The nursing profession has a lot to offer those interested in pursuing a degree. Some of these include,
- Nursing shortage creates demand
- Flexible schedule
- Job opportunities
- Professional opportunities
- Steady employment
- Trusted and respected profession
- High earning potential
- A high degree of job satisfaction
- Many fields of employment
- Ability to become a travel nurse
If pay is a motivator, the average national salary for registered nurses in the U.S. is $73,300 per year. We asked over 955 nurses to anonymously share their salary, their answers might surprise you.
You can get paid to travel as a nurse
After gaining two years of bedside nursing experience, you have the opportunity to become a Travel Nurse which can be extremely lucrative. At the height of the pandemic, travel nurses were earning $10,000 per week in New York City. Granted these nurses were working 7 days a week but the money was there to be had. Now, as the entire country is grappling with not enough bedside nurses to support the patients and staff quarantines from exposure - crisis contracts are offering insane money for travel nurses to help fill the voids. These contracts are risky and should not be entered into lightly because they are more likely to be canceled at the last minute which can leave you jobless, but the reward for landing a coveted crisis contract is a lucrative paycheck.
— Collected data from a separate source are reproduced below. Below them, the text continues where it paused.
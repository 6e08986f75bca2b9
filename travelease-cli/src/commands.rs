use anyhow::{anyhow, Context};
use std::sync::Arc;
use std::time::Duration;
use travelease_cart::CartStore;
use travelease_checkout::{
    BookingConfirmation, CheckoutService, OrderSummary, PaymentDetails, SimulatedPaymentGateway,
};
use travelease_core::MockIdentityProvider;
use travelease_session::{SessionState, SessionStore};
use travelease_shared::{BookableItem, LineKey, Masked};
use travelease_store::{open_repository, Config};

use crate::cli::{CartCommand, CheckoutArgs, Command, LineArgs, SessionCommand};

/// Both stores, opened and restored for the lifetime of one command.
pub struct App {
    config: Config,
    session: SessionStore,
    cart: CartStore,
}

impl App {
    pub async fn open(config: Config) -> anyhow::Result<Self> {
        let repo = open_repository(&config.storage).context("Failed to open storage")?;

        let mut session = SessionStore::new(
            repo.clone(),
            Arc::new(MockIdentityProvider),
            config.storage.session_key.clone(),
        );
        let mut cart = CartStore::new(repo, config.storage.cart_key.clone());
        session.initialize().await;
        cart.initialize().await;

        Ok(Self { config, session, cart })
    }

    /// Run one command and return what to print.
    pub async fn run(&mut self, command: Command) -> anyhow::Result<String> {
        match command {
            Command::Session(cmd) => self.session_command(cmd).await,
            Command::Cart(cmd) => self.cart_command(cmd),
            Command::Checkout(args) => self.checkout(args).await,
        }
    }

    /// Flush both stores before the process exits.
    pub async fn close(self) {
        self.session.teardown().await;
        self.cart.teardown().await;
    }

    async fn session_command(&mut self, cmd: SessionCommand) -> anyhow::Result<String> {
        match cmd {
            SessionCommand::Show => {}
            SessionCommand::SignIn { email, password } => {
                self.session
                    .sign_in(&email, password)
                    .await
                    .map_err(|rejection| anyhow!("{}", rejection))?;
            }
            SessionCommand::SignUp { name, email, password } => {
                self.session
                    .sign_up(&name, &email, password)
                    .await
                    .map_err(|rejection| anyhow!("{}", rejection))?;
            }
            SessionCommand::SignOut => self.session.sign_out().await,
        }
        Ok(render_session(self.session.state()))
    }

    fn cart_command(&mut self, cmd: CartCommand) -> anyhow::Result<String> {
        match cmd {
            CartCommand::Show => {}
            CartCommand::Add { line, price, details } => {
                let item = details
                    .into_iter()
                    .fold(BookableItem::new(line.id, line.kind, price), |item, (name, value)| {
                        item.with_detail(name, value)
                    });
                self.cart.add_item(item);
            }
            CartCommand::AddJson { json } => {
                let value = serde_json::from_str(&json).context("Item is not valid JSON")?;
                let item = BookableItem::from_json(value).context("Item is not a bookable flight or hotel")?;
                self.cart.add_item(item);
            }
            CartCommand::Remove { line } => self.cart.remove_item(&key(line)),
            CartCommand::SetQuantity { line, quantity } => self.cart.set_quantity(&key(line), quantity),
            CartCommand::Clear => self.cart.clear(),
        }
        Ok(render_summary(&self.summary()))
    }

    async fn checkout(&mut self, args: CheckoutArgs) -> anyhow::Result<String> {
        let delay = args
            .payment_delay_ms
            .map(Duration::from_millis)
            .unwrap_or_else(|| self.config.checkout.payment_delay());
        let service = CheckoutService::from_config(
            Arc::new(SimulatedPaymentGateway::new(delay)),
            &self.config.checkout,
        );

        let payment = PaymentDetails {
            cardholder_name: args.cardholder,
            card_number: Masked::new(args.card_number),
            expiry_date: args.expiry,
            cvv: Masked::new(args.cvv),
        };

        let confirmation = service.checkout(&self.session, &mut self.cart, &payment).await?;
        Ok(render_confirmation(&confirmation))
    }

    fn summary(&self) -> OrderSummary {
        OrderSummary::from_lines(
            self.cart.lines(),
            self.config.checkout.tax_rate,
            &self.config.checkout.currency,
        )
    }
}

fn key(line: LineArgs) -> LineKey {
    LineKey::new(line.id, line.kind)
}

pub fn render_session(state: &SessionState) -> String {
    match state {
        SessionState::Loading => "Session: loading".to_string(),
        SessionState::SignedOut => "Not signed in".to_string(),
        SessionState::SignedIn(record) => {
            format!("Signed in as {} <{}> (id {})", record.name, record.email, record.id)
        }
    }
}

pub fn render_summary(summary: &OrderSummary) -> String {
    if summary.is_empty() {
        return "Your cart is empty".to_string();
    }

    let mut rows: Vec<String> = summary
        .lines
        .iter()
        .map(|line| {
            format!(
                "{:<8} {:<24} {} x {} = {}",
                line.kind,
                line.label(),
                line.price,
                line.quantity,
                line.line_total()
            )
        })
        .collect();
    rows.push(format!("Items:          {}", summary.item_count));
    rows.push(format!("Subtotal:       {} {}", summary.subtotal, summary.currency));
    rows.push(format!("Taxes & Fees:   {} {}", summary.taxes_and_fees, summary.currency));
    rows.push(format!("Total:          {} {}", summary.total, summary.currency));
    rows.join("\n")
}

pub fn render_confirmation(confirmation: &BookingConfirmation) -> String {
    format!(
        "{}\nReference: {}\nPayment:   {}\nCharged:   {} {}",
        confirmation.message,
        confirmation.reference,
        confirmation.payment_reference,
        confirmation.summary.total,
        confirmation.summary.currency
    )
}
use clap::{Args, Parser, Subcommand};
use serde_json::Value;
use travelease_shared::{EntityId, ItemType};

/// Sign in, fill a cart with flights and hotels, and book them
#[derive(Parser, Debug)]
#[command(name = "travelease", author, version, about, long_about = None)]
pub struct Cli {
    #[command(subcommand)]
    pub command: Command,
}

#[derive(Subcommand, Debug)]
pub enum Command {
    /// Show or change who is signed in
    #[command(subcommand)]
    Session(SessionCommand),

    /// Inspect or change the cart
    #[command(subcommand)]
    Cart(CartCommand),

    /// Pay for everything in the cart
    Checkout(CheckoutArgs),
}

#[derive(Subcommand, Debug)]
pub enum SessionCommand {
    Show,
    SignIn {
        #[arg(long)]
        email: String,
        #[arg(long, default_value = "")]
        password: String,
    },
    SignUp {
        #[arg(long)]
        name: String,
        #[arg(long)]
        email: String,
        #[arg(long, default_value = "")]
        password: String,
    },
    SignOut,
}

#[derive(Args, Debug, Clone)]
pub struct LineArgs {
    /// Flight or hotel id from the catalog
    #[arg(long)]
    pub id: EntityId,

    /// `flight` or `hotel`
    #[arg(long = "type")]
    pub kind: ItemType,
}

#[derive(Subcommand, Debug)]
pub enum CartCommand {
    Show,
    /// Add one unit of a flight or hotel
    Add {
        #[command(flatten)]
        line: LineArgs,

        /// Unit price (per person or per night)
        #[arg(long)]
        price: u64,

        /// Extra descriptive field, `name=value`; repeatable
        #[arg(long = "detail", value_parser = parse_detail)]
        details: Vec<(String, Value)>,
    },
    /// Add an item given as a catalog JSON object
    AddJson { json: String },
    Remove {
        #[command(flatten)]
        line: LineArgs,
    },
    SetQuantity {
        #[command(flatten)]
        line: LineArgs,

        /// Zero or less removes the line
        #[arg(long, allow_negative_numbers = true)]
        quantity: i64,
    },
    Clear,
}

#[derive(Args, Debug)]
pub struct CheckoutArgs {
    #[arg(long)]
    pub cardholder: String,

    #[arg(long)]
    pub card_number: String,

    /// MM/YY
    #[arg(long)]
    pub expiry: String,

    #[arg(long)]
    pub cvv: String,

    /// Override the configured payment delay
    #[arg(long)]
    pub payment_delay_ms: Option<u64>,
}

/// `name=value`; the value is read as JSON when it parses, else as a string.
pub fn parse_detail(raw: &str) -> Result<(String, Value), String> {
    let (name, value) = raw
        .split_once('=')
        .ok_or_else(|| format!("expected name=value, got '{}'", raw))?;
    let name = name.trim();
    if name.is_empty() {
        return Err(format!("missing field name in '{}'", raw));
    }

    let value = serde_json::from_str(value).unwrap_or_else(|_| Value::String(value.to_string()));
    Ok((name.to_string(), value))
}
use serde::Deserialize;
use std::fmt;

/// A secret (password, card number, CVV) that must never show up in logs.
///
/// `Debug` and `Display` print a fixed mask. There is no
/// `Serialize` impl, so a secret cannot end up inside a persisted snapshot.
#[derive(Clone, Default, Deserialize)]
#[serde(transparent)]
pub struct Masked<T>(T);

impl<T> Masked<T> {
    pub fn new(value: T) -> Self {
        Self(value)
    }

    /// Borrow the real value. Callers are responsible for not logging it.
    pub fn expose(&self) -> &T {
        &self.0
    }
}

impl Masked<String> {
    pub fn is_blank(&self) -> bool {
        self.0.trim().is_empty()
    }
}

impl<T> From<T> for Masked<T> {
    fn from(value: T) -> Self {
        Self(value)
    }
}

impl From<&str> for Masked<String> {
    fn from(value: &str) -> Self {
        Self(value.to_string())
    }
}

impl<T> fmt::Debug for Masked<T> {
    fn fmt(&self, f: &mut fmt::Formatter<'_>) -> fmt::Result {
        write!(f, "********")
    }
}

impl<T> fmt::Display for Masked<T> {
    fn fmt(&self, f: &mut fmt::Formatter<'_>) -> fmt::Result {
        write!(f, "********")
    }
}

#[cfg(test)]
mod tests {
    use super::*;

    #[test]
    fn test_masked_hides_value_in_formatting() {
        let secret: Masked<String> = Masked::from("hunter2");
        assert_eq!(format!("{:?}", secret), "********");
        assert_eq!(secret.to_string(), "********");
        assert_eq!(secret.expose(), "hunter2");
    }

    #[test]
    fn test_blank_detection() {
        assert!(Masked::<String>::from("   ").is_blank());
        assert!(!Masked::<String>::from("x").is_blank());
    }
}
Nursing is a rewarding career
Deciding to be a nurse is a very personal decision based on many factors. Despite the high earning potential, most individuals do not become nurses solely for the money. It is a calling. It is a desire to help heal patients both mind, body, and soul. Despite this calling, the money is really nice!
Nursing is far from glamorous. It can be unpredictable and challenging but can be extremely rewarding. Nurse.org spoke to 30 of the top nurse leaders in the country to find out the best nurse career advice. Advice included,
- Support one another.
- Stay true to your word and accountable to others.
- Find the right progression.
- Don’t judge others and don’t gossip.
- Take care of yourself. Exercise, eat a nutritionally sound diet, and get enough sleep.
- Knowledge breeds curiosity which sets you up to continue to question and learn about your practice.
- Seek out a mentor, someone you admire that could help coach you as you progress in your career.
- Be open-minded.
- Integrate your clinical practice, research, and teaching as much as possible.
- Say yes to opportunities that are presented to you.
- Don’t be afraid of change, try different areas of nursing until you find your niche.